Arrival, directed by Denis Villeneuve, written by Eric Heisserer, and adapted from Ted Chiang’s short story “Stories of Your Life,” illuminates how subjective time really is. Its main character, Dr. Louise Banks, is sent on a mission to decipher the language of the non-dangerous aliens dubbed Heptapods. Initially, she labors to understand the aliens exceptionally complex language but ultimately discovers that their language conveys feeling, not sound. After fully immersing herself in the foreign language of the Heptapods, her perception of time changes. Her adaption to the new language, while rooted in evolution (humans are hard-wired to adapt to new situations relatively quickly), primarily stems from her learned behavior (the language). In the short story, she describes her experience with the new language: “With this language, I can see how my mind is operating. I don’t pretend to see my own neurons firing; such claims belong to John Lilly and his LSD experiments of the sixties. What I can do is perceive the gestalts; I see the mental structures forming, interacting. I see myself thinking, and I see the equations that describe my thinking, and I see myself comprehending the equations, and I see how the equations describe their being comprehended.” It is admittedly strange to compare the experience of learning a new language to taking LSD, but the comparison is apt in this case. To Louise, learning Heptapod is like taking the mind-altering drug LSD in that it significantly changes brain chemistry; it alters how she thinks, how she perceives time, and how she lives her life. Really, it alters her view of self.

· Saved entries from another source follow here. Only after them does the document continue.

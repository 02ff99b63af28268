//! Summary text shared by the terminal UI and the headless commands

use crate::catalog::Catalog;
use crate::error::Result;
use crate::selection::Selection;
use crate::types::{Activity, OutputFormat, Summary};

/// Shown in place of the unlock list when nothing is unlocked
pub const NONE_YET: &str = "None yet.";

/// Shown in place of the next-unlock note once every tier is reached
pub const ALL_UNLOCKED: &str =
    "All prototype privileges unlocked. (In practice, add additional tiers or rotate benefits.)";

/// One `"{threshold}+: {label}"` line per unlock, or [`NONE_YET`].
pub fn unlocked_lines(summary: &Summary) -> Vec<String> {
    if summary.unlocked.is_empty() {
        return vec![NONE_YET.to_string()];
    }
    summary
        .unlocked
        .iter()
        .map(|tier| format!("{}+: {}", tier.threshold, tier.label))
        .collect()
}

/// Sentence describing the next unlock and how far away it is
pub fn next_unlock_note(summary: &Summary) -> String {
    match &summary.next {
        Some(next) => format!(
            "Next unlock at {} credits: {} (need {} more).",
            next.threshold, next.label, summary.progress.points_remaining
        ),
        None => ALL_UNLOCKED.to_string(),
    }
}

pub fn activity_points_label(activity: &Activity) -> String {
    format!("{} credits", activity.points)
}

/// Plain-text report for the `summary` command
pub fn render_text(catalog: &Catalog, selection: &Selection, summary: &Summary) -> String {
    let mut out = Vec::new();

    out.push("Selected activities:".to_string());
    if selection.is_empty() {
        out.push(format!("  {}", NONE_YET));
    }
    for id in selection.iter() {
        match catalog.activity(id) {
            Some(activity) => out.push(format!(
                "  [x] {} ({})",
                activity.title,
                activity_points_label(activity)
            )),
            None => out.push(format!("  [?] {} (not in catalog, 0 credits)", id)),
        }
    }
    out.push(String::new());

    out.push(format!("Total credits: {}", summary.total));
    out.push(String::new());

    out.push("Unlocked:".to_string());
    out.extend(unlocked_lines(summary).into_iter().map(|l| format!("  {}", l)));
    out.push(String::new());

    out.push(format!(
        "Progress: {} {:.0}%",
        progress_bar(summary.progress.percent, 20),
        summary.progress.percent
    ));
    out.push(next_unlock_note(summary));

    out.join("\n")
}

/// Render a summary in the requested format
pub fn render(
    catalog: &Catalog,
    selection: &Selection,
    summary: &Summary,
    format: OutputFormat,
) -> Result<String> {
    match format {
        OutputFormat::Text => Ok(render_text(catalog, selection, summary)),
        OutputFormat::Json => Ok(serde_json::to_string_pretty(summary)?),
    }
}

/// Catalog listing for the `catalog` command
pub fn render_catalog(catalog: &Catalog) -> String {
    let mut out = vec!["Activities:".to_string()];
    for activity in &catalog.activities {
        out.push(format!(
            "  {:<20} {:>4}  {}",
            activity.id, activity.points, activity.title
        ));
    }
    out.push(format!("  Maximum reachable: {} credits", catalog.max_total()));
    out.push(String::new());
    out.push("Unlock tiers:".to_string());
    for tier in &catalog.tiers {
        out.push(format!("  {:>4}+  {}", tier.threshold, tier.label));
    }
    if !catalog.presets.is_empty() {
        out.push(String::new());
        out.push("Presets:".to_string());
        for preset in &catalog.presets {
            out.push(format!(
                "  {:<20} {}",
                preset.name,
                preset.activities.join(", ")
            ));
        }
    }
    out.join("\n")
}

/// Fixed-width text meter, e.g. `[#####---------------]`
fn progress_bar(percent: f64, width: usize) -> String {
    let filled = ((percent.clamp(0.0, 100.0) / 100.0) * width as f64).round() as usize;
    format!("[{}{}]", "#".repeat(filled), "-".repeat(width - filled))
}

People should live life to fullest knowing full well that their time on Earth is finite and could be over before tomorrow. The title “Stories of Your Life” is vital to understanding the self and human existence: life should be made up of many stories – not just a single one – and humans should strive to live their lives to the fullest. Each individual is different, everyone – no matter skin color, age, sexual orientation, etc. – shares the common experience of being human. At our core, we are all human beings worthy of dignity, respect, and if we put a little effort into it, a decent life.